В феврале 1972 года в Москву приехал прославленный немецкий прозаик Генрих Бёлль. Он остановился у Льва Копелева – друга Солженицына еще по марфинской «шарашке», впоследствии одного из лучших специалистов по немецкой литературе, автора первых в России статей о Кафке. Бёлль изъявил желание встретиться с наиболее известными советскими писателями. Вечером 18 февраля к Копелеву и его жене Раисе Орловой набилось человек тридцать – в том числе Окуджава и Фазиль Искандер, которые, по воспоминаниям Самойлова, наскакивали на Бёлля особенно резко. Спор разгорелся о свободе печати. Почему на Западе бунтуют молодые, ведь у них все есть – изобилие, политические свободы?
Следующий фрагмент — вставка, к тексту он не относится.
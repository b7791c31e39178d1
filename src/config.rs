//! CLI configuration from `jsql.toml`.
//!
//! ```toml
//! dialect = "mysql"
//! format = "json"
//! ```
//!
//! `./jsql.toml` wins over `~/.config/jsql/config.toml`; with neither
//! present every field is unset.

use std::path::{Path, PathBuf};

use clap::ValueEnum;
use serde::Deserialize;

use crate::error::{JsqlError, JsqlResult};

/// Local config file name.
pub const LOCAL_FILE: &str = "jsql.toml";

/// How the CLI prints a compiled query.
#[derive(Debug, Clone, Copy, PartialEq, Eq, Default, Deserialize, ValueEnum)]
#[serde(rename_all = "lowercase")]
pub enum OutputFormat {
    #[default]
    Text,
    Json,
}

#[derive(Debug, Clone, Default, PartialEq, Deserialize)]
#[serde(default, deny_unknown_fields)]
pub struct Config {
    /// Default dialect name.
    pub dialect: Option<String>,
    pub format: Option<OutputFormat>,
}

impl Config {
    /// Load the first config file found, or defaults.
    pub fn load() -> JsqlResult<Self> {
        match Self::locate() {
            Some(path) => Self::from_file(&path),
            None => Ok(Self::default()),
        }
    }

    pub fn from_file(path: &Path) -> JsqlResult<Self> {
        let contents = std::fs::read_to_string(path)?;
        Self::parse(&contents)
            .map_err(|e| JsqlError::Config(format!("{}: {}", path.display(), e)))
    }

    pub fn parse(contents: &str) -> JsqlResult<Self> {
        toml::from_str(contents).map_err(|e| JsqlError::Config(e.to_string()))
    }

    /// `~/.config/jsql/config.toml` on Linux.
    pub fn default_path() -> Option<PathBuf> {
        dirs::config_dir().map(|dir| dir.join("jsql").join("config.toml"))
    }

    fn locate() -> Option<PathBuf> {
        let local = PathBuf::from(LOCAL_FILE);
        if local.exists() {
            return Some(local);
        }
        Self::default_path().filter(|p| p.exists())
    }
}
//! `$sort`: ORDER BY items.

use serde_json::{Map, Value};

use crate::compiler::{kind, Call, CompileContext};
use crate::error::{JsqlError, JsqlResult};

/// Sort direction after normalisation.
#[derive(Debug, Clone, Copy, PartialEq, Eq)]
pub enum SortDirection {
    Asc,
    Desc,
}

impl SortDirection {
    /// Normalise `{ $asc: true }`, `'ASC'` or `1` (and the DESC forms).
    pub fn parse(operator: &str, value: &Value) -> JsqlResult<Self> {
        let invalid = || {
            JsqlError::validation(
                operator,
                format!(
                    "invalid sort direction {}, expected 'ASC', 'DESC', 1, -1, {{ $asc: true }} or {{ $desc: true }}",
                    value
                ),
            )
        };
        match value {
            Value::String(s) if s.eq_ignore_ascii_case("asc") => Ok(SortDirection::Asc),
            Value::String(s) if s.eq_ignore_ascii_case("desc") => Ok(SortDirection::Desc),
            Value::Number(n) => match n.as_i64() {
                Some(1) => Ok(SortDirection::Asc),
                Some(-1) => Ok(SortDirection::Desc),
                _ => Err(invalid()),
            },
            Value::Object(map) if map.len() == 1 => match map.iter().next() {
                Some((key, Value::Bool(flag))) if key == "$asc" => Ok(if *flag {
                    SortDirection::Asc
                } else {
                    SortDirection::Desc
                }),
                Some((key, Value::Bool(flag))) if key == "$desc" => Ok(if *flag {
                    SortDirection::Desc
                } else {
                    SortDirection::Asc
                }),
                _ => Err(invalid()),
            },
            _ => Err(invalid()),
        }
    }

    pub fn keyword(self) -> &'static str {
        match self {
            SortDirection::Asc => "ASC",
            SortDirection::Desc => "DESC",
        }
    }
}

/// `$sort`: a column, a list of columns or `{ column: direction }`
/// mappings, or a single mapping. Bare columns sort ascending.
pub fn sort(ctx: &mut CompileContext<'_>, call: Call<'_>) -> JsqlResult<String> {
    let mut items = Vec::new();
    match call.value {
        Value::String(column) => items.push(item(ctx, call, column, SortDirection::Asc)?),
        Value::Object(map) => entries(ctx, call, map, &mut items)?,
        Value::Array(list) => {
            for entry in list {
                match entry {
                    Value::String(column) => {
                        items.push(item(ctx, call, column, SortDirection::Asc)?)
                    }
                    Value::Object(map) => entries(ctx, call, map, &mut items)?,
                    other => {
                        return Err(call.invalid(format!(
                            "expected a column or a mapping, found {}",
                            kind(other)
                        )));
                    }
                }
            }
        }
        other => {
            return Err(call.invalid(format!(
                "expected a column, a list or a mapping, found {}",
                kind(other)
            )));
        }
    }
    if items.is_empty() {
        return Err(call.invalid("expected at least one sort column"));
    }
    Ok(items.join(", "))
}

fn entries(
    ctx: &mut CompileContext<'_>,
    call: Call<'_>,
    map: &Map<String, Value>,
    items: &mut Vec<String>,
) -> JsqlResult<()> {
    for (column, direction) in map {
        let direction = SortDirection::parse(call.operator, direction)?;
        items.push(item(ctx, call, column, direction)?);
    }
    Ok(())
}

fn item(
    ctx: &mut CompileContext<'_>,
    call: Call<'_>,
    column: &str,
    direction: SortDirection,
) -> JsqlResult<String> {
    if column.starts_with('$') {
        return Err(call.invalid(format!("'{}' is not a column", column)));
    }
    Ok(format!(
        "{} {}",
        ctx.quote_name(call.operator, column)?,
        direction.keyword()
    ))
}

#[cfg(test)]
mod tests {
    use super::*;
    use serde_json::json;

    #[test]
    fn test_direction_forms_agree() {
        for asc in [json!({"$asc": true}), json!("ASC"), json!("asc"), json!(1), json!({"$desc": false})] {
            assert_eq!(SortDirection::parse("$sort", &asc).unwrap(), SortDirection::Asc);
        }
        for desc in [json!({"$desc": true}), json!("DESC"), json!(-1), json!({"$asc": false})] {
            assert_eq!(SortDirection::parse("$sort", &desc).unwrap(), SortDirection::Desc);
        }
    }

    #[test]
    fn test_invalid_directions() {
        for bad in [json!(2), json!(0), json!("up"), json!(true), json!({"$asc": "yes"}), json!({"$asc": true, "$desc": true})] {
            assert!(SortDirection::parse("$sort", &bad).is_err(), "{bad}");
        }
    }
}
//! Error kinds surfaced by malformed queries.

use jsql::prelude::*;
use serde_json::{json, Value};

fn fail(dialect: &str, query: Value) -> JsqlError {
    match jsql::build(dialect, &query) {
        Ok(result) => panic!("expected an error, got {:?}", result),
        Err(e) => e,
    }
}

#[test]
fn test_missing_required_field() {
    let err = fail("ansi", json!({ "$createTable": { "$define": { "id": { "$column": "INT" } } } }));
    match err {
        JsqlError::MissingRequiredField { field, operator } => {
            assert_eq!(field, "$table");
            assert_eq!(operator, "$createTable");
        }
        other => panic!("unexpected {:?}", other),
    }
    let err = fail("ansi", json!({ "$update": { "$table": "t" } }));
    assert!(matches!(err, JsqlError::MissingRequiredField { ref field, .. } if field == "$set"));
}

#[test]
fn test_unknown_operators() {
    let err = fail("ansi", json!({ "$upsert": { "$table": "t" } }));
    assert!(matches!(err, JsqlError::UnknownOperator(ref op) if op == "$upsert"));

    let err = fail("ansi", json!({ "$select": { "$from": "t", "$where": { "a": { "$regex": "x" } } } }));
    assert!(matches!(err, JsqlError::UnknownOperator(ref op) if op == "$regex"));

    let err = fail("ansi", json!({ "$select": { "$from": "t", "$bogus": 1 } }));
    assert!(matches!(err, JsqlError::UnknownOperator(ref op) if op == "$bogus"));
}

#[test]
fn test_operand_shape_is_validated() {
    let cases = [
        json!({ "$select": { "$from": "t", "$distinct": "yes" } }),
        json!({ "$select": { "$from": "t", "$limit": -1 } }),
        json!({ "$select": { "$from": "t", "$limit": "some" } }),
        json!({ "$select": { "$from": "t", "$sort": { "a": 2 } } }),
        json!({ "$select": { "$from": "t", "$where": { "a": { "$in": [] } } } }),
        json!({ "$select": { "$from": "t", "$where": { "a": { "$between": [1] } } } }),
        json!({ "$select": { "$from": "t", "$where": [] } }),
        json!({ "$select": { "$from": [{ "a": 1 }] } }),
        json!({ "$select": { "$from": "t", "$table": "u" } }),
        json!({ "$select": { "$from": "" } }),
        json!({ "$select": { "$from": "a..b" } }),
        json!({ "$insert": { "$table": "t", "$documents": [{ "a": 1 }, { "b": 2 }] } }),
        json!({ "$insert": { "$table": "t", "$documents": [] } }),
        json!({ "$update": { "$table": "t", "$set": {} } }),
        json!({ "$createTable": { "$table": "t", "$define": { "id": { "$column": "INT; DROP" } } } }),
        json!({ "$createTable": { "$table": "t", "$define": {} } }),
    ];
    for query in cases {
        let err = fail("ansi", query.clone());
        assert!(
            matches!(err, JsqlError::Validation { .. }),
            "{query} gave {err:?}"
        );
    }
}

#[test]
fn test_offset_requires_limit() {
    let err = fail("ansi", json!({ "$select": { "$from": "t", "$offset": 10 } }));
    match err {
        JsqlError::Validation { operator, message } => {
            assert_eq!(operator, "$select");
            assert_eq!(message, "'$offset' requires '$limit'");
        }
        other => panic!("unexpected {:?}", other),
    }
}

#[test]
fn test_mysql_redirect_validation() {
    let cases = [
        json!({ "$select": { "$from": "t", "$into": ["@a"], "$outfile": "/tmp/x" } }),
        json!({ "$select": { "$from": "t", "$into": ["@a; DROP"] } }),
        json!({ "$select": { "$from": "t", "$into": [] } }),
        json!({ "$select": { "$from": "t", "$outfile": { "$file": "/tmp/x", "$fields": {} } } }),
        json!({ "$select": { "$from": "t", "$groupBy": { "$columns": "a", "$rollup": "yes" } } }),
    ];
    for query in cases {
        let err = fail("mysql", query.clone());
        assert!(
            matches!(err, JsqlError::Validation { .. }),
            "{query} gave {err:?}"
        );
    }
}

#[test]
fn test_constraint_needs_exactly_one_kind() {
    let err = fail(
        "ansi",
        json!({
            "$createTable": {
                "$table": "t",
                "$define": { "c": { "$constraint": { "$primary": true, "$unique": true, "$columns": "a" } } }
            }
        }),
    );
    assert!(matches!(err, JsqlError::Validation { ref operator, .. } if operator == "$constraint"));
}

#[test]
fn test_false_or_null_clause_is_rejected() {
    let cases = [
        json!({ "$delete": { "$table": "people", "$where": false } }),
        json!({ "$delete": { "$table": "people", "$where": null } }),
        json!({ "$update": { "$table": "people", "$set": { "a": 1 }, "$where": false } }),
        json!({ "$select": { "$from": false } }),
        json!({ "$select": { "$from": "t", "$limit": false } }),
        json!({ "$select": { "$from": "t", "$limit": null } }),
        json!({ "$select": { "$from": "t", "$limit": 5, "$offset": false } }),
        json!({ "$select": { "$from": "t", "$columns": null } }),
    ];
    for query in cases {
        let err = fail("ansi", query.clone());
        assert!(
            matches!(err, JsqlError::Validation { .. }),
            "{query} gave {err:?}"
        );
    }

    let err = fail("ansi", json!({ "$delete": { "$table": "people", "$where": false } }));
    assert!(matches!(err, JsqlError::Validation { ref operator, .. } if operator == "$where"));
}

#[test]
fn test_false_or_null_flag_is_off() {
    let result = jsql::build(
        "ansi",
        &json!({ "$select": { "$from": "t", "$distinct": null } }),
    )
    .unwrap();
    assert_eq!(result.sql, r#"SELECT * FROM "t""#);
}

#[test]
fn test_define_entry_is_column_or_constraint() {
    let err = fail(
        "ansi",
        json!({
            "$createTable": {
                "$table": "t",
                "$define": {
                    "id": {
                        "$column": "INT",
                        "$constraint": { "$primary": true, "$columns": "id" }
                    }
                }
            }
        }),
    );
    assert!(matches!(err, JsqlError::Validation { ref operator, .. } if operator == "$define"));
}

#[test]
fn test_references_only_on_foreign_keys() {
    let table = |constraint: Value| {
        json!({
            "$createTable": {
                "$table": "t",
                "$define": { "id": { "$column": "INT" }, "c": { "$constraint": constraint } }
            }
        })
    };
    let cases = [
        json!({ "$primary": true, "$columns": "id", "$references": { "$table": "u", "$columns": "id" } }),
        json!({ "$unique": true, "$columns": "id", "$references": { "$table": "u", "$columns": "id" } }),
        json!({ "$foreignKey": true, "$columns": "id" }),
    ];
    for constraint in cases {
        let err = fail("ansi", table(constraint.clone()));
        assert!(
            matches!(err, JsqlError::Validation { ref operator, .. } if operator == "$constraint"),
            "{constraint} gave {err:?}"
        );
    }
}

#[test]
fn test_projection_key_and_as_conflict() {
    let cases = [
        json!({ "amount": { "$sum": "amount", "$as": "total" } }),
        json!({ "x": { "$val": 1, "$as": "y" } }),
    ];
    for columns in cases {
        let err = fail("mysql", json!({ "$select": { "$from": "t", "$columns": columns.clone() } }));
        assert!(
            matches!(err, JsqlError::Validation { ref operator, .. } if operator == "$columns"),
            "{columns} gave {err:?}"
        );
    }
}

#[test]
fn test_error_messages() {
    let err = fail("ansi", json!({ "$select": { "$from": "t", "$distinct": "yes" } }));
    assert_eq!(
        err.to_string(),
        "Validation error in '$distinct': expected a boolean, found string"
    );
    let err = fail("ansi", json!({ "$delete": {} }));
    assert_eq!(err.to_string(), "Missing required field '$table' in '$delete'");
}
Бёлль отвечал: «У нас по-настоящему свободные журналисты остались едва ли только на телевидении. Те, что в газетах, зависят от издателей, от редакторов, от их партийных покровителей…» Окуджава пытался объяснить разницу между несвободой по-советски и ограниченной свободой по-немецки. Бёлль переводил разговор на проблемы третьего мира. «Будто разговор глухонемых», – итожила Орлова в дневнике. Впрочем, не исключено, что Бёлль избегал публичных оценок – он знал, что отслеживается каждый его шаг; для серьезного разговора они с Копелевым вышли в ближайший парк. А вот Окуджава всем своим поведением демонстрирует, что бояться ему нечего – похоже, он всерьез настроен вызвать огонь на себя. Но, как и будет впоследствии рассказано в фильме «Звезда пленительного счастья», время борьбы кончилось, и убедиться в этом ему пришлось очень скоро. Началось время медленных удушений. Бёлль дважды побывал в гостях у Окуджавы на Речном вокзале и не скрывал живейшего интереса к нему; переводчиком в долгих разговорах выступал Копелев.